Courtesy: Ministry of Climate Change Dr Ali Nawaz, Dr Tore Nedrebo, Ambassador of Norway to Pakistan; Mushahid Ullah Khan and Ambassador of Kyrgyz Republic to Pakistan, Erik Beishembiev , hold a painting made by students at an event to mark the Snow Leopard Day in Islamabad. Image Credit: Ministry of Climate Change

Islamabad

High in the Himalayas live one of the world’s most beautiful and enigmatic cats — the snow leopard.

The progeny of the snow mountains, cherished for its beautiful, thick white-grey fur and dark rosettes, is also known as the ‘ghosts of the mountains’ because it is rarely seen by humans.

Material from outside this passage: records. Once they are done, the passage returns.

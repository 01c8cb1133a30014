//! Out-of-tree resources that embed elements point at by id.

use super::AssetMimeType;
use serde::{Deserialize, Serialize};
use serde_json::{Map, Value};

/// A resolved record for an embedded node.
#[derive(Debug, Clone, Default, PartialEq, Serialize, Deserialize)]
pub struct Reference {
    pub id: String,
    /// Any further fields of the record
    #[serde(flatten)]
    pub fields: Map<String, Value>,
}

impl Reference {
    pub fn new(id: impl Into<String>) -> Self {
        Self {
            id: id.into(),
            fields: Map::new(),
        }
    }

    /// Adds a field to the record.
    pub fn with_field(mut self, key: impl Into<String>, value: impl Into<Value>) -> Self {
        self.fields.insert(key.into(), value.into());
        self
    }

    pub fn get(&self, key: &str) -> Option<&Value> {
        self.fields.get(key)
    }
}

/// A resolved media asset.
#[derive(Debug, Clone, PartialEq, Serialize, Deserialize)]
#[serde(rename_all = "camelCase")]
pub struct AssetReference {
    pub id: String,
    pub mime_type: AssetMimeType,
    /// Any further fields of the asset (url, size, dimensions...)
    #[serde(flatten)]
    pub fields: Map<String, Value>,
}

impl AssetReference {
    pub fn new(id: impl Into<String>, mime_type: impl Into<AssetMimeType>) -> Self {
        Self {
            id: id.into(),
            mime_type: mime_type.into(),
            fields: Map::new(),
        }
    }

    /// Adds a field to the record.
    pub fn with_field(mut self, key: impl Into<String>, value: impl Into<Value>) -> Self {
        self.fields.insert(key.into(), value.into());
        self
    }

    /// The asset `url` field, when present as a string.
    pub fn url(&self) -> Option<&str> {
        self.fields.get("url").and_then(Value::as_str)
    }
}

/// Either kind of reference. Records carrying a `mimeType` decode as assets.
#[derive(Debug, Clone, PartialEq, Serialize, Deserialize)]
#[serde(untagged)]
pub enum EmbedReference {
    Asset(AssetReference),
    Reference(Reference),
}

impl EmbedReference {
    pub fn id(&self) -> &str {
        match self {
            EmbedReference::Asset(asset) => &asset.id,
            EmbedReference::Reference(reference) => &reference.id,
        }
    }

    pub fn as_asset(&self) -> Option<&AssetReference> {
        match self {
            EmbedReference::Asset(asset) => Some(asset),
            EmbedReference::Reference(_) => None,
        }
    }

    pub fn get(&self, key: &str) -> Option<&Value> {
        match self {
            EmbedReference::Asset(asset) => asset.fields.get(key),
            EmbedReference::Reference(reference) => reference.fields.get(key),
        }
    }
}

impl From<AssetReference> for EmbedReference {
    fn from(asset: AssetReference) -> Self {
        EmbedReference::Asset(asset)
    }
}

impl From<Reference> for EmbedReference {
    fn from(reference: Reference) -> Self {
        EmbedReference::Reference(reference)
    }
}

/// References supplied alongside a document.
pub type EmbedReferences = Vec<EmbedReference>;

/// Returns the first reference with the given id.
pub fn find_reference<'a>(references: &'a [EmbedReference], id: &str) -> Option<&'a EmbedReference> {
    let found = references.iter().find(|reference| reference.id() == id);
    if found.is_none() {
        tracing::debug!(id, "no reference matches embed id");
    }
    found
}
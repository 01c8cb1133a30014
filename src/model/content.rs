//! The document root.

use super::node::describe_shape;
use super::{EmbedElement, ElementNode, Node};
use crate::error::{Error, Result};
use serde::de::Error as _;
use serde::{Deserialize, Deserializer, Serialize};
use serde_json::Value;
use std::io::Read;

/// A rich-text document: an ordered sequence of top-level elements.
///
/// Two input shapes are accepted, a bare array of elements and an object
/// wrapping the array under `children`. Both decode to the same value, and
/// encoding always writes the wrapped shape.
#[derive(Debug, Clone, Default, PartialEq, Serialize)]
pub struct RichTextContent {
    children: Vec<ElementNode>,
}

impl<'de> Deserialize<'de> for RichTextContent {
    fn deserialize<D: Deserializer<'de>>(deserializer: D) -> std::result::Result<Self, D::Error> {
        let value = Value::deserialize(deserializer)?;
        Self::from_shape(value).map_err(D::Error::custom)
    }
}

impl RichTextContent {
    /// Creates a document from top-level elements.
    pub fn new(children: Vec<ElementNode>) -> Self {
        Self { children }
    }

    /// Collapses either accepted root shape into the element sequence.
    fn from_shape(value: Value) -> Result<Self> {
        let elements = match value {
            Value::Array(elements) => {
                tracing::debug!(elements = elements.len(), "normalized bare content array");
                elements
            }
            Value::Object(mut map) => match map.remove("children") {
                Some(Value::Array(elements)) => {
                    tracing::debug!(elements = elements.len(), "normalized wrapped content");
                    elements
                }
                Some(other) => {
                    return Err(Error::UnrecognizedNode(format!(
                        "document children must be an array, got {}",
                        describe_shape(&other)
                    )));
                }
                None => {
                    return Err(Error::UnrecognizedNode(describe_shape(&Value::Object(map))));
                }
            },
            other => return Err(Error::UnrecognizedNode(describe_shape(&other))),
        };

        let children = elements
            .into_iter()
            .map(ElementNode::from_value)
            .collect::<Result<Vec<_>>>()?;
        Ok(Self { children })
    }

    /// Decodes a document from a JSON string.
    pub fn from_json_str(json: &str) -> Result<Self> {
        Ok(serde_json::from_str(json)?)
    }

    /// Decodes a document from JSON bytes.
    pub fn from_json_slice(json: &[u8]) -> Result<Self> {
        Ok(serde_json::from_slice(json)?)
    }

    /// Decodes a document from a reader.
    pub fn from_reader<R: Read>(mut reader: R) -> Result<Self> {
        let mut buf = Vec::new();
        reader.read_to_end(&mut buf)?;
        Self::from_json_slice(&buf)
    }

    /// Decodes a document from an undecoded JSON value.
    pub fn from_value(value: Value) -> Result<Self> {
        Ok(serde_json::from_value(value)?)
    }

    /// Encodes the document in the wrapped `{"children": [...]}` shape.
    pub fn to_json_string(&self) -> Result<String> {
        Ok(serde_json::to_string(self)?)
    }

    pub fn children(&self) -> &[ElementNode] {
        &self.children
    }

    pub fn children_mut(&mut self) -> &mut Vec<ElementNode> {
        &mut self.children
    }

    pub fn into_children(self) -> Vec<ElementNode> {
        self.children
    }

    /// Appends a top-level element.
    pub fn push(&mut self, element: impl Into<ElementNode>) {
        self.children.push(element.into());
    }

    pub fn len(&self) -> usize {
        self.children.len()
    }

    pub fn is_empty(&self) -> bool {
        self.children.is_empty()
    }

    /// Returns the text of each top-level element, one per line.
    pub fn plain_text(&self) -> String {
        self.children
            .iter()
            .map(ElementNode::plain_text)
            .collect::<Vec<_>>()
            .join("\n")
    }

    /// Returns every embed element in document order.
    pub fn embeds(&self) -> Vec<&EmbedElement> {
        let mut found = Vec::new();
        for element in &self.children {
            collect_embeds(element, &mut found);
        }
        found
    }
}

fn collect_embeds<'a>(element: &'a ElementNode, found: &mut Vec<&'a EmbedElement>) {
    if let ElementNode::Embed(embed) = element {
        found.push(embed);
    }
    for child in element.children() {
        if let Node::Element(nested) = child {
            collect_embeds(nested, found);
        }
    }
}

impl From<Vec<ElementNode>> for RichTextContent {
    fn from(children: Vec<ElementNode>) -> Self {
        Self::new(children)
    }
}

impl FromIterator<ElementNode> for RichTextContent {
    fn from_iter<I: IntoIterator<Item = ElementNode>>(iter: I) -> Self {
        Self::new(iter.into_iter().collect())
    }
}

Sadly, only 3,000 to 7,500 snow leopards remain in the wild throughout the world as these big cats are poached for their fur and bones.

Present in only 12 countries in Central and South Asia including Pakistan, the snow leopard face extinction because of degraded habitat, illegal wildlife trade and climate change.

Still faces extinction

To protect these elusive cats from poachers and changing weather patterns, Pakistan is stepping up conservation efforts to improve the status of the snow leopard which is no longer an endangered species but still faces extinction.

This wildcat is found in Pakistan’s 81,000 square kilometres of Hindu Kush, Pamir, Karakoram and Himalayan Mountain ranges. With an estimated population of 200 cats, Pakistan is home to the world’s third largest snow leopard population.

Pakistan has now developed a protection plan for snow leopards. “Pakistan has endorsed the Global Snow Leopard Ecosystem Programme (GSLEP) by developing its National Snow Leopard Ecosystem Protection Priorities (NSLEP) and also joined other snow leopard range countries for achieving the goal of securing 20 landscapes by 2020,” says Federal Minister for Climate Change Senator Mushahid Ullah Khan.

The Ministry of Climate Change has involved all the provinces and relevant stakeholders while planning the conservation strategy which would be initiated in April 2018, he said.

Pakistan has recently allocated $4.5 million (Dh16.51 million) to launch a protection programme in Gilgit-Baltistan region next year.

“Pakistan is an active member of the GSLEP process and had chaired the GSLEP steering committee for years. Three GSLEP model landscapes — Karakoram, Pamir, Himalayas and Hindu Kush — fall in Pakistan,” says Federal Secretary Ministry of Climate Change Syed Abu Ahmad Akif. Pakistan marked the International Snow Leopard Day on October 23, 2017, with several events and awareness programmes to engage local communities, especially youth. “We aim to establish information centres to promote awareness about snow leopards, prey species and the values of snow leopard ecosystem, and to engage youth in conservation activities,” Akif said.

The snow leopard conservation efforts in Pakistan date back to the early 70s with the government ratification of provincial wildlife acts. A number of wildlife conservation organisations have been working on the snow leopard conservation action plans lately.

One of the most notable figures is Dr Ali Nawaz, the winner of the Whitely Award known as the “Green Oscar”, for his efforts to conserve the snow leopard in Pakistan. Dr Nawaz, director of the Snow Leopard Foundation Pakistan, aims to bring together NGOs and the government to develop a multi-stakeholder strategy for this mountainous habitat.

“This will be Pakistan’s first landscape-level strategy for snow leopard conservation and will be used as a model to guide future conservation planning in Pakistan,” according to the Snow Leopard Trust. The project will train 50 wildlife managers and engage 6,000 herders to enable the coexistence of communities and carnivores.

The snow leopard habitat is currently found in Afghanistan, Bhutan, China, India, Kazakhstan, Kyrgyzstan, Mongolia, Nepal, Pakistan, Russia, Tajikistan, and Uzbekistan. Experts believe an estimated 3,000 to 7,500 snow leopards exist in the 12 countries and Pakistan is home to 200 of the big cats.